Performance issues caused by thread contention on PluginImpl.getSlaveManifest

1 minute readKnowledge base

Issue

  • CloudBees CI controller becomes unresponsive

  • Thread dumps and slow requests reveal BLOCKED threads on com.cloudbees.opscenter.client.cloud.PluginImpl.getSlaveManifest. Typically::

    Computer.threadPoolForRemoting [#12345] java.lang.Thread.State: BLOCKED (on object monitor) at com.cloudbees.opscenter.client.cloud.PluginImpl.getSlaveManifest(PluginImpl.java:222) - waiting to lock <0x0000000123456a12> (a com.cloudbees.opscenter.client.cloud.PluginImpl)
  • BEE-28991: Remove usage of mapDB in Operations Center Cloud

  • BEE-48985: Un-necessary synchronization in PluginImpl.getSlaveManifest

Explanation

Starting version 2.387.2.3 of CloudBees CI, the persistence of leased shared agents manifests is not handled by a local MapDB database but by XML file, in $JENKINS_HOME/com.cloudbees.opscenter.client.cloud.XmlSlaveManifestImpl.xml on the controller. This change introduced a performance issue as access to the manifest is now heavily guarded by object synchronization. The impact can be significant depending on the environment.
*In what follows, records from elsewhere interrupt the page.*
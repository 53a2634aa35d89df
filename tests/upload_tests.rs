// SPDX-License-Identifier: MIT
// Copyright 2026 Roland Dreier <roland@rolandd.dev>

//! Upload selection, at-most-once delivery, and per-record failure isolation,
//! against a mock Strava server.

mod common;

use common::{raw_row, seed_records, test_db, SUMMER_NOON};
use mifit_sync::services::{StravaClient, Uploader};
use mockito::Matcher;

const CUTOFF: &str = "2024-06-01";
const RUN_VALUE: &str = r#"{"duration": 1800, "distance": 5000}"#;

fn client_for(server: &mockito::Server) -> StravaClient {
    StravaClient::with_base_urls(
        "test_client_id".to_string(),
        "test_secret".to_string(),
        &server.url(),
        &server.url(),
    )
}

#[tokio::test]
async fn upload_marks_record_and_never_uploads_it_again() {
    let mut server = mockito::Server::new_async().await;
    let create = server
        .mock("POST", "/activities")
        .match_header("authorization", "Bearer token123")
        .with_status(201)
        .with_header("content-type", "application/json")
        .with_body(r#"{"id": 987654}"#)
        .expect(1)
        .create_async()
        .await;
    let hide = server
        .mock("PUT", "/activities/987654")
        .with_status(200)
        .with_body("{}")
        .expect(1)
        .create_async()
        .await;

    let db = test_db();
    seed_records(&db, &[raw_row("indoor_running", SUMMER_NOON, RUN_VALUE)]);

    let client = client_for(&server);
    let uploader = Uploader::new(&db, &client, CUTOFF);

    let first = uploader.sync("token123").await.unwrap();
    assert_eq!(first.uploaded, 1);
    assert_eq!(first.skipped, 0);
    assert_eq!(db.strava_id(1).unwrap().as_deref(), Some("987654"));
    assert!(db.pending_uploads(CUTOFF).unwrap().is_empty());

    // A second pass finds nothing and issues no further requests.
    let second = uploader.sync("token123").await.unwrap();
    assert_eq!(second.uploaded, 0);
    assert_eq!(second.skipped, 0);

    create.assert_async().await;
    hide.assert_async().await;
}

#[tokio::test]
async fn unmapped_keys_are_skipped_without_network_calls() {
    let mut server = mockito::Server::new_async().await;
    let create = server
        .mock("POST", "/activities")
        .expect(0)
        .create_async()
        .await;

    let db = test_db();
    seed_records(&db, &[raw_row("yoga", SUMMER_NOON, RUN_VALUE)]);

    let outcome = Uploader::new(&db, &client_for(&server), CUTOFF)
        .sync("token123")
        .await
        .unwrap();

    assert_eq!(outcome.uploaded, 0);
    assert_eq!(outcome.skipped, 1);
    create.assert_async().await;
}

#[tokio::test]
async fn outdoor_records_are_never_selected() {
    let mut server = mockito::Server::new_async().await;
    let create = server
        .mock("POST", "/activities")
        .expect(0)
        .create_async()
        .await;

    let db = test_db();
    // Mapped key, matching cutoff, no Strava id -- but native to Strava.
    seed_records(&db, &[raw_row("outdoor_running", SUMMER_NOON, RUN_VALUE)]);

    let outcome = Uploader::new(&db, &client_for(&server), CUTOFF)
        .sync("token123")
        .await
        .unwrap();

    assert_eq!(outcome.uploaded, 0);
    assert_eq!(outcome.skipped, 0);
    create.assert_async().await;
}

#[tokio::test]
async fn missing_distance_uploads_as_zero() {
    let mut server = mockito::Server::new_async().await;
    let create = server
        .mock("POST", "/activities")
        .match_body(Matcher::AllOf(vec![
            Matcher::UrlEncoded("name".into(), "escada".into()),
            Matcher::UrlEncoded("sport_type".into(), "StairStepper".into()),
            Matcher::UrlEncoded("elapsed_time".into(), "900".into()),
            Matcher::UrlEncoded("distance".into(), "0".into()),
            Matcher::UrlEncoded("start_date_local".into(), "2024-06-15T12:00:00Z".into()),
        ]))
        .with_status(201)
        .with_header("content-type", "application/json")
        .with_body(r#"{"id": 11}"#)
        .expect(1)
        .create_async()
        .await;
    let hide = server
        .mock("PUT", "/activities/11")
        .with_status(200)
        .with_body("{}")
        .expect(1)
        .create_async()
        .await;

    let db = test_db();
    seed_records(
        &db,
        &[raw_row("climbing_machine", SUMMER_NOON, r#"{"duration": 900}"#)],
    );

    let outcome = Uploader::new(&db, &client_for(&server), CUTOFF)
        .sync("token123")
        .await
        .unwrap();

    assert_eq!(outcome.uploaded, 1);
    create.assert_async().await;
    hide.assert_async().await;
}

#[tokio::test]
async fn one_failed_record_does_not_abort_the_batch() {
    let mut server = mockito::Server::new_async().await;
    // The older record fails at Strava; the newer one succeeds.
    let failed_create = server
        .mock("POST", "/activities")
        .match_body(Matcher::UrlEncoded("elapsed_time".into(), "100".into()))
        .with_status(500)
        .with_body("oops")
        .expect(1)
        .create_async()
        .await;
    let ok_create = server
        .mock("POST", "/activities")
        .match_body(Matcher::UrlEncoded("elapsed_time".into(), "200".into()))
        .with_status(201)
        .with_header("content-type", "application/json")
        .with_body(r#"{"id": 42}"#)
        .expect(1)
        .create_async()
        .await;
    let hide = server
        .mock("PUT", "/activities/42")
        .with_status(200)
        .with_body("{}")
        .expect(1)
        .create_async()
        .await;

    let db = test_db();
    seed_records(
        &db,
        &[
            raw_row("indoor_running", SUMMER_NOON, r#"{"duration": 100}"#),
            raw_row("indoor_walking", SUMMER_NOON + 3600, r#"{"duration": 200}"#),
        ],
    );

    let outcome = Uploader::new(&db, &client_for(&server), CUTOFF)
        .sync("token123")
        .await
        .unwrap();

    assert_eq!(outcome.uploaded, 1);
    assert_eq!(outcome.skipped, 1);
    // The failed record stays pending for the next run; the uploaded one
    // carries its Strava id.
    assert_eq!(db.strava_id(1).unwrap(), None);
    assert_eq!(db.strava_id(2).unwrap().as_deref(), Some("42"));
    assert_eq!(db.pending_uploads(CUTOFF).unwrap().len(), 1);

    failed_create.assert_async().await;
    ok_create.assert_async().await;
    hide.assert_async().await;
}

#[tokio::test]
async fn hide_from_home_failure_does_not_undo_the_upload() {
    let mut server = mockito::Server::new_async().await;
    let create = server
        .mock("POST", "/activities")
        .with_status(201)
        .with_header("content-type", "application/json")
        .with_body(r#"{"id": 77}"#)
        .expect(1)
        .create_async()
        .await;
    let hide = server
        .mock("PUT", "/activities/77")
        .with_status(500)
        .with_body("oops")
        .expect(1)
        .create_async()
        .await;

    let db = test_db();
    seed_records(&db, &[raw_row("indoor_running", SUMMER_NOON, RUN_VALUE)]);

    let outcome = Uploader::new(&db, &client_for(&server), CUTOFF)
        .sync("token123")
        .await
        .unwrap();

    assert_eq!(outcome.uploaded, 1);
    assert_eq!(outcome.skipped, 0);
    assert_eq!(db.strava_id(1).unwrap().as_deref(), Some("77"));

    create.assert_async().await;
    hide.assert_async().await;
}

#[tokio::test]
async fn unreadable_payload_is_skipped_not_fatal() {
    let mut server = mockito::Server::new_async().await;
    let create = server
        .mock("POST", "/activities")
        .expect(0)
        .create_async()
        .await;

    let db = test_db();
    seed_records(&db, &[raw_row("indoor_running", SUMMER_NOON, "not json")]);

    let outcome = Uploader::new(&db, &client_for(&server), CUTOFF)
        .sync("token123")
        .await
        .unwrap();

    assert_eq!(outcome.uploaded, 0);
    assert_eq!(outcome.skipped, 1);
    create.assert_async().await;
}
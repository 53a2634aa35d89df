// SPDX-License-Identifier: MIT
// Copyright 2026 Roland Dreier <roland@rolandd.dev>

//! Persisted Strava OAuth token pair.

use chrono::{DateTime, Utc};
use serde::{Deserialize, Serialize};

/// Margin before token expiration when we proactively refresh, so an upload
/// batch never starts with a token about to expire mid-request.
const TOKEN_REFRESH_MARGIN_SECS: i64 = 60;

/// The OAuth token pair persisted between runs.
///
/// Field names match Strava's token endpoint response, so the on-disk JSON
/// is exactly what the endpoint returned.
#[derive(Debug, Clone, PartialEq, Eq, Serialize, Deserialize)]
pub struct Credential {
    pub access_token: String,
    pub refresh_token: String,
    /// Unix timestamp when the access token expires
    pub expires_at: i64,
}

impl Credential {
    /// Whether the access token needs refreshing, with the safety margin.
    pub fn is_expired(&self, now: DateTime<Utc>) -> bool {
        now.timestamp() >= self.expires_at - TOKEN_REFRESH_MARGIN_SECS
    }
}
// SPDX-License-Identifier: MIT
// Copyright 2026 Roland Dreier <roland@rolandd.dev>

//! One-shot localhost listener for the OAuth redirect.
//!
//! Strava redirects the user's browser back to `http://localhost:<port>`
//! with the authorization code in the query string. We serve exactly one
//! request: the handler hands the code to a oneshot channel, the waiter
//! races that channel against a deadline, and the server is torn down
//! either way.

use crate::error::{AppError, Result};
use axum::extract::{Query, State};
use axum::response::Html;
use axum::routing::get;
use axum::Router;
use serde::Deserialize;
use std::sync::Arc;
use std::time::Duration;
use tokio::net::TcpListener;
use tokio::sync::{oneshot, Mutex};

const CONFIRMATION_PAGE: &str =
    "<h1>Authorization received! You can close this window.</h1>";

type CodeSender = Arc<Mutex<Option<oneshot::Sender<Result<String>>>>>;

/// Redirect parameters Strava appends to the callback URL.
#[derive(Debug, Deserialize)]
struct CallbackParams {
    code: Option<String>,
    error: Option<String>,
}

/// Bind the redirect port and wait for the user to complete authorization
/// in the browser, up to `timeout`.
pub async fn wait_for_authorization_code(port: u16, timeout: Duration) -> Result<String> {
    let listener = TcpListener::bind(("127.0.0.1", port)).await.map_err(|e| {
        AppError::Auth(format!("Failed to bind callback listener on port {port}: {e}"))
    })?;
    receive_code(listener, timeout).await
}

/// Serve the listener until one callback arrives or the deadline passes.
pub(crate) async fn receive_code(listener: TcpListener, timeout: Duration) -> Result<String> {
    let (tx, rx) = oneshot::channel();
    let sender: CodeSender = Arc::new(Mutex::new(Some(tx)));

    let app = Router::new()
        .route("/", get(handle_callback))
        .with_state(sender);

    let server = tokio::spawn(async move { axum::serve(listener, app).await });

    let outcome = match tokio::time::timeout(timeout, rx).await {
        Ok(Ok(outcome)) => outcome,
        Ok(Err(_)) => Err(AppError::Auth(
            "Callback listener closed before a code arrived".to_string(),
        )),
        Err(_) => Err(AppError::Auth(
            "Interactive authorization timed out waiting for the browser callback".to_string(),
        )),
    };

    server.abort();
    outcome
}

async fn handle_callback(
    State(sender): State<CodeSender>,
    Query(params): Query<CallbackParams>,
) -> Html<&'static str> {
    let outcome = match (params.code, params.error) {
        (Some(code), _) => Ok(code),
        (None, Some(error)) => Err(AppError::Auth(format!("Authorization denied: {error}"))),
        (None, None) => Err(AppError::Auth(
            "Callback arrived without an authorization code".to_string(),
        )),
    };

    // Only the first request completes the flow; later hits still get the
    // confirmation page.
    if let Some(tx) = sender.lock().await.take() {
        let _ = tx.send(outcome);
    }

    Html(CONFIRMATION_PAGE)
}
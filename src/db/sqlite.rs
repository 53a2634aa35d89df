// SPDX-License-Identifier: MIT
// Copyright 2026 Roland Dreier <roland@rolandd.dev>

//! SQLite wrapper with typed operations on the sport-record table.
//!
//! Provides the point lookups the importer needs for dedup and the
//! selection/marker queries the uploader needs for at-most-once delivery.

use crate::error::{AppError, Result};
use crate::models::{PendingRecord, RawRow};
use rusqlite::{params, Connection, OptionalExtension};
use std::path::Path;

/// Activity keys matching this pattern were recorded on Strava natively
/// (outdoor activities with GPS) and must never be uploaded back.
const NATIVE_KEY_PATTERN: &str = "outdoor%";

/// SQLite database holding the imported sport records.
pub struct Database {
    conn: Connection,
}

impl Database {
    /// Open the database file, creating the schema if it does not exist yet.
    pub fn open(path: &Path) -> Result<Self> {
        let conn = Connection::open(path)
            .map_err(|e| AppError::Database(format!("Failed to open {}: {e}", path.display())))?;
        let db = Self { conn };
        db.migrate()?;
        tracing::debug!(path = %path.display(), "Opened activity database");
        Ok(db)
    }

    /// Open an in-memory database (for tests).
    pub fn open_in_memory() -> Result<Self> {
        let conn = Connection::open_in_memory()?;
        let db = Self { conn };
        db.migrate()?;
        Ok(db)
    }

    fn migrate(&self) -> Result<()> {
        self.conn.execute_batch(
            "CREATE TABLE IF NOT EXISTS sport_record (
                id              INTEGER PRIMARY KEY AUTOINCREMENT,
                uid             TEXT NOT NULL,
                sid             TEXT NOT NULL,
                key             TEXT NOT NULL,
                time            INTEGER NOT NULL,
                category        TEXT NOT NULL,
                value           TEXT NOT NULL,
                update_time     INTEGER NOT NULL,
                local_datetime  TEXT,
                strava_id       TEXT
            );

            CREATE INDEX IF NOT EXISTS idx_sport_record_dedup
                ON sport_record(key, time);
            CREATE INDEX IF NOT EXISTS idx_sport_record_pending
                ON sport_record(local_datetime) WHERE strava_id IS NULL;",
        )?;
        Ok(())
    }

    /// Whether a record with this dedup tuple is already stored.
    pub fn record_exists(&self, key: &str, time: i64, value: &str) -> Result<bool> {
        let found: Option<i64> = self
            .conn
            .query_row(
                "SELECT 1 FROM sport_record WHERE key = ?1 AND time = ?2 AND value = ?3",
                params![key, time, value],
                |row| row.get(0),
            )
            .optional()?;
        Ok(found.is_some())
    }

    /// Insert a freshly imported row. `local_datetime` starts unset and is
    /// backfilled separately.
    pub fn insert_record(&self, row: &RawRow) -> Result<()> {
        self.conn.execute(
            "INSERT INTO sport_record (uid, sid, key, time, category, value, update_time)
             VALUES (?1, ?2, ?3, ?4, ?5, ?6, ?7)",
            params![
                row.uid,
                row.sid,
                row.key,
                row.time,
                row.category,
                row.value,
                row.update_time,
            ],
        )?;
        Ok(())
    }

    /// Set the derived wall-clock column, but only where it is still unset
    /// so re-runs cannot shift an already-adjusted timestamp again.
    pub fn backfill_local_datetime(&self, key: &str, time: i64, local_datetime: &str) -> Result<()> {
        self.conn.execute(
            "UPDATE sport_record SET local_datetime = ?1
             WHERE key = ?2 AND time = ?3 AND local_datetime IS NULL",
            params![local_datetime, key, time],
        )?;
        Ok(())
    }

    /// Records eligible for upload: past the cutoff, never uploaded, and not
    /// native to Strava. Ordered oldest-first so uploads land chronologically.
    pub fn pending_uploads(&self, cutoff: &str) -> Result<Vec<PendingRecord>> {
        let mut stmt = self.conn.prepare(
            "SELECT id, key, value, local_datetime FROM sport_record
             WHERE local_datetime >= ?1
               AND strava_id IS NULL
               AND key NOT LIKE ?2
             ORDER BY time ASC",
        )?;
        let rows = stmt.query_map(params![cutoff, NATIVE_KEY_PATTERN], |row| {
            Ok(PendingRecord {
                id: row.get(0)?,
                key: row.get(1)?,
                value: row.get(2)?,
                local_datetime: row.get(3)?,
            })
        })?;

        let mut pending = Vec::new();
        for row in rows {
            pending.push(row?);
        }
        Ok(pending)
    }

    /// Record the Strava-assigned id, permanently excluding the record from
    /// future upload selection.
    pub fn set_strava_id(&self, record_id: i64, strava_id: u64) -> Result<()> {
        self.conn.execute(
            "UPDATE sport_record SET strava_id = ?1 WHERE id = ?2",
            params![strava_id.to_string(), record_id],
        )?;
        Ok(())
    }

    /// Stored Strava id for a record, if any (used by tests and status output).
    pub fn strava_id(&self, record_id: i64) -> Result<Option<String>> {
        let id: Option<Option<String>> = self
            .conn
            .query_row(
                "SELECT strava_id FROM sport_record WHERE id = ?1",
                params![record_id],
                |row| row.get(0),
            )
            .optional()?;
        Ok(id.flatten())
    }

    /// Total number of stored records.
    pub fn record_count(&self) -> Result<i64> {
        let count =
            self.conn
                .query_row("SELECT COUNT(*) FROM sport_record", [], |row| row.get(0))?;
        Ok(count)
    }
}
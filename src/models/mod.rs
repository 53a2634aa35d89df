// SPDX-License-Identifier: MIT
// Copyright 2026 Roland Dreier <roland@kernel.org>

//! Data models for the application.

pub mod credential;
pub mod mapping;
pub mod record;

pub use credential::Credential;
pub use mapping::strava_mapping;
pub use record::{PendingRecord, RawRow, SportValue};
Mainly dependent on the usage of Shared Agents, but also underlying file system performance.

Resolution

The solution is to upgrade CloudBees CI to version 2.452.1.2 or later.

Job Config History plugin can exarcerbate the problem as it will record changes to the $JENKINS_HOME/com.cloudbees.opscenter.client.cloud.XmlSlaveManifestImpl.xml. This file must be added to exclude pattern list of the Job config History plugin configuration. See JobConfigHistory Plugin Best Practices.